Konsep komposisi kimia dari sel

Sebagai hasil dari penelitian yang luas oleh para ilmuwan organisasi kimia sel telah dipelajari dan ditemukan bahwa makhluk hidup terdiri dari lebih dari 85 unsur kimia. Dan beberapa dari mereka yang diperlukan untuk hampir semua organisme, sementara yang lain spesifik dan terjadi pada spesies tertentu. Kelompok ketiga unsur kimia hadir dalam sel mikroorganisme, tumbuhan dan hewan dalam jumlah cukup kecil. unsur kimia dari sel sering dalam bentuk kation dan anion dari mana garam mineral dan air terbentuk, dan senyawa karbon organik disintesis: karbohidrat, protein, lipid.

elemen Organogenic

Dalam biokimia, ini termasuk Karbon, Hidrogen, Oksigen dan Nitrogen. set mereka dalam sel 88-97% dari unsur-unsur kimia lainnya yang ada di dalamnya. Terutama penting adalah karbon. Semua zat organik dalam komposisi sel terdiri dari molekul yang mengandung karbon dalam atom komposisinya. Mereka dapat saling berhubungan untuk membentuk rantai (bercabang dan tidak bercabang), serta siklus. atom karbon kemampuan ini mendasari keragaman mencolok dari zat organik termasuk dalam sitoplasma sel dan organel.

Sebagai contoh, isi internal sel terdiri dari oligosakarida larut, protein hidrofilik, lipid, berbagai jenis RNA: RNA transfer, RNA ribosom dan RNA messenger, serta monomer bebas - nukleotida. komposisi kimia tersebut memiliki inti sel. Hal ini juga mengandung molekul asam deoksiribonukleat, bagian dari kromosom. Semua senyawa di atas adalah dalam atom komposisi Nitrogen, karbon dengan oksigen, Hidrogen. Ini adalah bukti pentingnya khusus mereka, karena sebuah organisasi kimia sel tergantung pada isi elemen biogenik yang membentuk struktur selular: hyaloplasm dan organel.

Macronutrients dan artinya

unsur kimia, yang juga sangat umum di sel berbagai jenis organisme, biokimia disebut macronutrients. konten mereka di sel adalah 1,2% - 1,9%. Dengan macroelements sel meliputi: fosfor, kalium, klor, belerang, magnesium, kalsium, besi dan sodium. Semua dari mereka memiliki fungsi penting dan merupakan bagian dari berbagai organel sel. Dengan demikian, ion besi hadir dalam protein darah - hemoglobin, yang membawa oksigen (dalam hal ini disebut oksihemoglobin), karbon dioksida (karbogemoglobin) atau karbon dioksida (carboxyhaemoglobin).

ion natrium memberikan bentuk penting dari transportasi antar: yang disebut pompa natrium-kalium. Mereka juga merupakan bagian dari interstitial cairan dan darah plasma. ion magnesium hadir dalam molekul klorofil (photopigment tanaman yang lebih tinggi) dan terlibat dalam proses fotosintesis, serta pusat-pusat reaksi bentuk yang menjebak foton energi cahaya.
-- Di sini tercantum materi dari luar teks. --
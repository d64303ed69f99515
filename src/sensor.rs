use thiserror::Error;

use crate::RegisterBus;
use crate::config::BoardConfig;
use crate::grid::{self, OccupancyGrid, Orientation, SIZE, SquareDelta};

/// Failure to read the reed switch array over the bus.
///
/// A poll that hits this error produces no update; the caller retries on the
/// next cycle.
#[derive(Debug, Error)]
pub enum TransportError {
    #[error("failed to read register {register:#04x}: {source}")]
    Read {
        register: u8,
        #[source]
        source: Box<dyn std::error::Error + Send + Sync>,
    },
}

/// Owns the bus handle and the most recent snapshots read through it.
#[derive(Debug)]
pub struct SensorGrid<B> {
    bus: B,
    changed_register: u8,
    first_row_register: u8,
    orientation: Orientation,
    latest: Option<OccupancyGrid>,
    previous: Option<OccupancyGrid>,
}

impl<B: RegisterBus> SensorGrid<B> {
    pub fn new(bus: B, config: &BoardConfig) -> Self {
        Self {
            bus,
            changed_register: config.changed_register,
            first_row_register: config.first_row_register,
            orientation: config.orientation,
            latest: None,
            previous: None,
        }
    }

    /// Reads all eight row registers and returns the oriented grid.
    ///
    /// Nothing is stored if any register read fails.
    pub fn capture(&mut self) -> Result<OccupancyGrid, TransportError> {
        let mut rows = [0u8; SIZE];
        for (offset, row) in rows.iter_mut().enumerate() {
            *row = self.read(self.first_row_register.wrapping_add(offset as u8))?;
        }

        let grid = OccupancyGrid::from_row_bytes(rows).oriented(self.orientation);
        log::trace!("captured grid {grid:?}");
        self.previous = self.latest.replace(grid);
        Ok(grid)
    }

    /// Asks the board controller whether the switches changed since the last read.
    pub fn has_new_state(&mut self) -> Result<bool, TransportError> {
        Ok(self.read(self.changed_register)? > 0)
    }

    #[inline]
    pub fn diff(a: &OccupancyGrid, b: &OccupancyGrid) -> SquareDelta {
        grid::diff(a, b)
    }

    #[inline]
    pub fn equals(a: &OccupancyGrid, b: &OccupancyGrid) -> bool {
        grid::equals(a, b)
    }

    #[inline]
    pub fn latest(&self) -> Option<OccupancyGrid> {
        self.latest
    }

    #[inline]
    pub fn previous(&self) -> Option<OccupancyGrid> {
        self.previous
    }

    /// True when the last two captures differ.
    pub fn changed(&self) -> bool {
        match (self.previous, self.latest) {
            (Some(previous), Some(latest)) => !grid::equals(&previous, &latest),
            (None, Some(_)) => true,
            _ => false,
        }
    }

    #[inline]
    pub fn bus(&self) -> &B {
        &self.bus
    }

    #[inline]
    pub fn bus_mut(&mut self) -> &mut B {
        &mut self.bus
    }

    fn read(&mut self, register: u8) -> Result<u8, TransportError> {
        self.bus
            .read_register(register)
            .map_err(|err| TransportError::Read {
                register,
                source: Box::new(err),
            })
    }
}

#[cfg(test)]
mod tests {
    use super::*;
    use crate::grid::Rotation;
    use shakmaty::{Chess, Position, Square};

    #[derive(Debug, Error)]
    #[error("bus nack")]
    struct Nack;

    /// Serves fixed row bytes and can be told to fail on one register.
    struct FakeBus {
        rows: [u8; SIZE],
        changed: u8,
        fail_on: Option<u8>,
    }

    impl RegisterBus for FakeBus {
        type Error = Nack;

        fn read_register(&mut self, register: u8) -> Result<u8, Nack> {
            if self.fail_on == Some(register) {
                return Err(Nack);
            }
            match register {
                0x8F => Ok(self.changed),
                0x90..=0x97 => Ok(self.rows[usize::from(register - 0x90)]),
                _ => Ok(0),
            }
        }
    }

    fn sensor_with(grid: OccupancyGrid) -> SensorGrid<FakeBus> {
        let bus = FakeBus {
            rows: grid.to_row_bytes(),
            changed: 0,
            fail_on: None,
        };
        SensorGrid::new(bus, &BoardConfig::default())
    }

    #[test]
    fn test_capture_reads_start_position() {
        let start: OccupancyGrid = Chess::default().board().occupied().into();
        let mut sensor = sensor_with(start);

        let grid = sensor.capture().expect("fake bus never fails");

        assert_eq!(grid, start);
        assert_eq!(sensor.latest(), Some(start));
        assert!(sensor.changed());
    }

    #[test]
    fn test_capture_tracks_previous() {
        let start: OccupancyGrid = Chess::default().board().occupied().into();
        let mut sensor = sensor_with(start);
        sensor.capture().unwrap();

        let lifted = start.toggled(Square::E2);
        sensor.bus_mut().rows = lifted.to_row_bytes();
        sensor.capture().unwrap();

        assert_eq!(sensor.previous(), Some(start));
        assert_eq!(sensor.latest(), Some(lifted));
        assert!(sensor.changed());

        sensor.capture().unwrap();
        assert!(!sensor.changed());
    }

    #[test]
    fn test_failed_read_keeps_last_snapshot() {
        let start: OccupancyGrid = Chess::default().board().occupied().into();
        let mut sensor = sensor_with(start);
        sensor.capture().unwrap();

        sensor.bus_mut().rows = start.toggled(Square::E2).to_row_bytes();
        sensor.bus_mut().fail_on = Some(0x96);
        let err = sensor.capture().unwrap_err();

        assert!(matches!(err, TransportError::Read { register: 0x96, .. }));
        assert_eq!(err.to_string(), "failed to read register 0x96: bus nack");
        assert_eq!(sensor.latest(), Some(start));
    }

    #[test]
    fn test_capture_applies_orientation() {
        let raw = OccupancyGrid::EMPTY.toggled(Square::A8);
        let bus = FakeBus {
            rows: raw.to_row_bytes(),
            changed: 0,
            fail_on: None,
        };
        let config = BoardConfig {
            orientation: Orientation {
                rotation: Rotation::Cw90,
                mirror: false,
            },
            ..BoardConfig::default()
        };
        let mut sensor = SensorGrid::new(bus, &config);

        let grid = sensor.capture().unwrap();

        assert!(grid.is_occupied(Square::H8));
    }

    #[test]
    fn test_has_new_state_reads_flag_register() {
        let mut sensor = sensor_with(OccupancyGrid::EMPTY);
        assert!(!sensor.has_new_state().unwrap());

        sensor.bus_mut().changed = 1;
        assert!(sensor.has_new_state().unwrap());

        sensor.bus_mut().fail_on = Some(0x8F);
        assert!(sensor.has_new_state().is_err());
    }
}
ion kalsium memberikan konduksi pulsa saraf di sepanjang serat dan merupakan komponen utama dari osteosit - sel-sel tulang. senyawa kalsium tersebar luas di dunia hewan invertebrata yang kerang terdiri dari kalsium karbonat.

ion klorida yang terlibat dalam pengisian membran sel dan memberikan penampilan pulsa elektrik dari stimulasi saraf yang mendasari.
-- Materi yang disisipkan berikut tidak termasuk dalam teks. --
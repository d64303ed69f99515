fn main() {
    // embuild only has work to do when building for ESP-IDF
    if std::env::var("CARGO_CFG_TARGET_OS").as_deref() == Ok("espidf") {
        embuild::espidf::sysenv::output();
    }
}
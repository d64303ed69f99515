mod bus;
mod terminal;

pub use bus::{BusFault, ParseError, ScriptedBus, parse_script};
pub use terminal::run_interactive_terminal;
Atom belerang merupakan bagian dari protein asli dan menyebabkan tersier struktur "jahitan" rantai polipeptida mereka, sehingga membentuk molekul protein globular.

ion kalium yang terlibat dalam transportasi zat melalui membran sel. atom fosfor adalah bagian dari ini zat-intensif energi penting seperti adenosine triphosphate, dan merupakan komponen penting dari molekul asam deoksiribonukleat dan ribonukleat, yang utama faktor keturunan zat sel.

Fungsi jejak dalam metabolisme sel

Sekitar 50 unsur kimia merupakan kurang dari 0,1% di sel, yang disebut microcell. Ini termasuk seng, molibdenum, yodium, tembaga, kobalt, fluor. Dengan perawatan yang rendah mereka melakukan fungsi yang sangat penting, sebagai bagian dari banyak zat aktif biologis.

Sebagai contoh, atom seng dalam molekul insulin (hormon pankreas mengatur kadar glukosa darah), yodium merupakan konstituen dari hormon tiroid - tiroksin dan triiodothyronine mengendalikan tingkat metabolisme dalam tubuh. Tembaga, bersama dengan ion besi yang terlibat dalam hematopoiesis (pembentukan sel darah merah, trombosit dan sel darah putih dalam sumsum tulang vertebrata). ion tembaga termasuk dalam hemocyanin pigmen hadir dalam darah invertebrata, kerang tersebut. Oleh karena itu, warna biru hemolymph mereka.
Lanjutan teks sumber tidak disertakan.